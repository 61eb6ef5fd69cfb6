//! Configuration for a shutdown orchestrator.

use serde::{Deserialize, Serialize};
use std::time::Duration;

/// Default time budget for the whole shutdown walk.
pub const DEFAULT_TIMEOUT: Duration = Duration::from_secs(5);

/// Configuration for [`crate::Shutdown`].
#[derive(Debug, Clone, PartialEq, Eq, Serialize, Deserialize)]
pub struct ShutdownConfig {
    /// How long `wait` waits for the walk before reporting a timeout, in milliseconds.
    #[serde(default = "default_timeout_ms")]
    pub timeout_ms: u64,
}

fn default_timeout_ms() -> u64 {
    DEFAULT_TIMEOUT.as_millis() as u64
}

impl Default for ShutdownConfig {
    fn default() -> Self {
        Self {
            timeout_ms: default_timeout_ms(),
        }
    }
}

impl ShutdownConfig {
    /// Set the shutdown timeout. Millisecond precision: sub-millisecond parts
    /// are dropped and anything shorter than 1 ms becomes 1 ms.
    pub fn with_timeout(mut self, timeout: Duration) -> Self {
        self.timeout_ms = u64::try_from(timeout.as_millis())
            .unwrap_or(u64::MAX)
            .max(1);
        self
    }

    /// The shutdown timeout as a [`Duration`].
    pub fn timeout(&self) -> Duration {
        Duration::from_millis(self.timeout_ms)
    }
}

#[cfg(test)]
mod tests {
    use super::*;

    #[test]
    fn test_default_timeout_is_five_seconds() {
        let config = ShutdownConfig::default();
        assert_eq!(config.timeout(), Duration::from_secs(5));
    }

    #[test]
    fn test_with_timeout() {
        let config = ShutdownConfig::default().with_timeout(Duration::from_millis(250));
        assert_eq!(config.timeout_ms, 250);
        assert_eq!(config.timeout(), Duration::from_millis(250));
    }

    #[test]
    fn test_sub_millisecond_timeout_clamped() {
        let config = ShutdownConfig::default().with_timeout(Duration::from_micros(300));
        assert_eq!(config.timeout(), Duration::from_millis(1));

        let config = ShutdownConfig::default().with_timeout(Duration::from_micros(2500));
        assert_eq!(config.timeout(), Duration::from_millis(2));
    }

    #[test]
    fn test_missing_fields_use_defaults() {
        let config: ShutdownConfig = toml::from_str("").unwrap();
        assert_eq!(config, ShutdownConfig::default());

        let config: ShutdownConfig = toml::from_str("timeout_ms = 1500").unwrap();
        assert_eq!(config.timeout(), Duration::from_millis(1500));
    }
}
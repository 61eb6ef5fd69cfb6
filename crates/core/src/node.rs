use crate::context::ShutdownContext;
use futures::future::BoxFuture;
use futures::FutureExt;
use std::future::Future;
use std::panic::AssertUnwindSafe;
use std::sync::atomic::{AtomicBool, AtomicUsize, Ordering};
use std::sync::{Arc, Mutex, PoisonError};
use tokio::sync::Notify;
use tokio::task::JoinHandle;
use tokio::time::Instant;

/// Type-erased shutdown action.
pub type BoxedAction = Box<dyn FnOnce(ShutdownContext) -> BoxFuture<'static, ()> + Send>;

/// Erase the concrete closure and future types of an action.
pub fn boxed_action<F, Fut>(action: F) -> BoxedAction
where
    F: FnOnce(ShutdownContext) -> Fut + Send + 'static,
    Fut: Future<Output = ()> + Send + 'static,
{
    Box::new(move |ctx| action(ctx).boxed())
}

/// One shutdown action inside an execution plan.
///
/// Nodes address each other by their index in the plan. `dependents` must
/// all finish before this node's action runs; `dependencies` are released
/// once it has.
pub(crate) struct Node {
    name: String,
    action: Mutex<Option<BoxedAction>>,
    dependencies: Vec<usize>,
    dependents: Vec<usize>,
    pending_dependents: AtomicUsize,
    released: Notify,
    launched: AtomicBool,
    ran: AtomicBool,
}

impl Node {
    pub(crate) fn new(
        name: String,
        action: BoxedAction,
        dependencies: Vec<usize>,
        dependents: Vec<usize>,
    ) -> Self {
        let pending = dependents.len();
        Self {
            name,
            action: Mutex::new(Some(action)),
            dependencies,
            dependents,
            pending_dependents: AtomicUsize::new(pending),
            released: Notify::new(),
            launched: AtomicBool::new(false),
            ran: AtomicBool::new(false),
        }
    }

    pub(crate) fn name(&self) -> &str {
        &self.name
    }

    pub(crate) fn is_root(&self) -> bool {
        self.dependencies.is_empty()
    }

    pub(crate) fn pending_dependents(&self) -> usize {
        self.pending_dependents.load(Ordering::Acquire)
    }

    /// Spawn the run of `nodes[index]` unless some path already launched it.
    pub(crate) fn launch(
        nodes: &Arc<Vec<Node>>,
        index: usize,
        ctx: ShutdownContext,
    ) -> Option<JoinHandle<()>> {
        if nodes[index].launched.swap(true, Ordering::AcqRel) {
            return None;
        }

        tracing::trace!(node = %nodes[index].name(), "launching shutdown node");

        Some(tokio::spawn(Node::run(Arc::clone(nodes), index, ctx)))
    }

    /// Fan out to every dependent, wait for all of them, run the action,
    /// then release every dependency.
    fn run(nodes: Arc<Vec<Node>>, index: usize, ctx: ShutdownContext) -> BoxFuture<'static, ()> {
        async move {
            let node = &nodes[index];

            for &dependent in &node.dependents {
                // Detached: completion is observed through the countdown.
                let _ = Node::launch(&nodes, dependent, ctx.clone());
            }

            node.wait_for_dependents().await;
            node.execute(ctx).await;

            for &dependency in &node.dependencies {
                nodes[dependency].release_one();
            }
        }
        .boxed()
    }

    async fn wait_for_dependents(&self) {
        loop {
            let notified = self.released.notified();
            tokio::pin!(notified);
            notified.as_mut().enable();

            if self.pending_dependents() == 0 {
                return;
            }

            notified.await;
        }
    }

    async fn execute(&self, ctx: ShutdownContext) {
        if self
            .ran
            .compare_exchange(false, true, Ordering::AcqRel, Ordering::Acquire)
            .is_err()
        {
            return;
        }

        let action = self
            .action
            .lock()
            .unwrap_or_else(PoisonError::into_inner)
            .take();
        let Some(action) = action else {
            return;
        };

        tracing::debug!(node = %self.name, "running shutdown action");
        let started = Instant::now();

        if let Err(panic) = AssertUnwindSafe(action(ctx)).catch_unwind().await {
            let message = panic
                .downcast_ref::<&str>()
                .map(|s| s.to_string())
                .or_else(|| panic.downcast_ref::<String>().cloned())
                .unwrap_or_else(|| "unknown panic".to_string());
            tracing::error!(node = %self.name, panic = %message, "shutdown action panicked");
        }

        tracing::debug!(
            node = %self.name,
            elapsed_ms = started.elapsed().as_millis() as u64,
            "shutdown action finished"
        );
    }

    fn release_one(&self) {
        let previous = self.pending_dependents.fetch_sub(1, Ordering::AcqRel);
        debug_assert!(previous > 0, "node {} released too many times", self.name);

        if previous == 1 {
            self.released.notify_waiters();
        }
    }
}

#[cfg(test)]
mod tests {
    use super::*;
    use std::time::Duration;

    fn context() -> ShutdownContext {
        ShutdownContext::with_timeout(Duration::from_secs(5)).0
    }

    fn counting(counter: &Arc<AtomicUsize>) -> BoxedAction {
        let counter = Arc::clone(counter);
        boxed_action(move |_ctx| async move {
            counter.fetch_add(1, Ordering::SeqCst);
        })
    }

    #[tokio::test]
    async fn test_launch_runs_once() {
        let counter = Arc::new(AtomicUsize::new(0));
        let nodes = Arc::new(vec![Node::new(
            "db".into(),
            counting(&counter),
            vec![],
            vec![],
        )]);

        let first = Node::launch(&nodes, 0, context()).unwrap();
        assert!(Node::launch(&nodes, 0, context()).is_none());
        first.await.unwrap();

        assert_eq!(counter.load(Ordering::SeqCst), 1);
    }

    #[tokio::test]
    async fn test_parent_waits_for_child() {
        let order = Arc::new(Mutex::new(Vec::new()));
        let record = |name: &'static str| {
            let order = Arc::clone(&order);
            boxed_action(move |_ctx| async move {
                tokio::time::sleep(Duration::from_millis(10)).await;
                order.lock().unwrap().push(name);
            })
        };

        // index 0 = parent, index 1 = child depending on it
        let nodes = Arc::new(vec![
            Node::new("parent".into(), record("parent"), vec![], vec![1]),
            Node::new("child".into(), record("child"), vec![0], vec![]),
        ]);
        assert_eq!(nodes[0].pending_dependents(), 1);
        assert!(nodes[0].is_root());
        assert!(!nodes[1].is_root());

        Node::launch(&nodes, 0, context()).unwrap().await.unwrap();

        assert_eq!(*order.lock().unwrap(), vec!["child", "parent"]);
        assert_eq!(nodes[0].pending_dependents(), 0);
    }

    #[tokio::test]
    async fn test_panicking_action_still_releases_parent() {
        let counter = Arc::new(AtomicUsize::new(0));
        let nodes = Arc::new(vec![
            Node::new("parent".into(), counting(&counter), vec![], vec![1]),
            Node::new(
                "child".into(),
                boxed_action(|_ctx| async { panic!("boom") }),
                vec![0],
                vec![],
            ),
        ]);

        Node::launch(&nodes, 0, context()).unwrap().await.unwrap();

        assert_eq!(counter.load(Ordering::SeqCst), 1);
        assert_eq!(nodes[1].name(), "child");
    }
}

What you need to do:
Wherever the word "launched" turns up in the records above, copy the line that holds it.

Exercise response:
    launched: AtomicBool,
            launched: AtomicBool::new(false),
    /// Spawn the run of `nodes[index]` unless some path already launched it.
        if nodes[index].launched.swap(true, Ordering::AcqRel) {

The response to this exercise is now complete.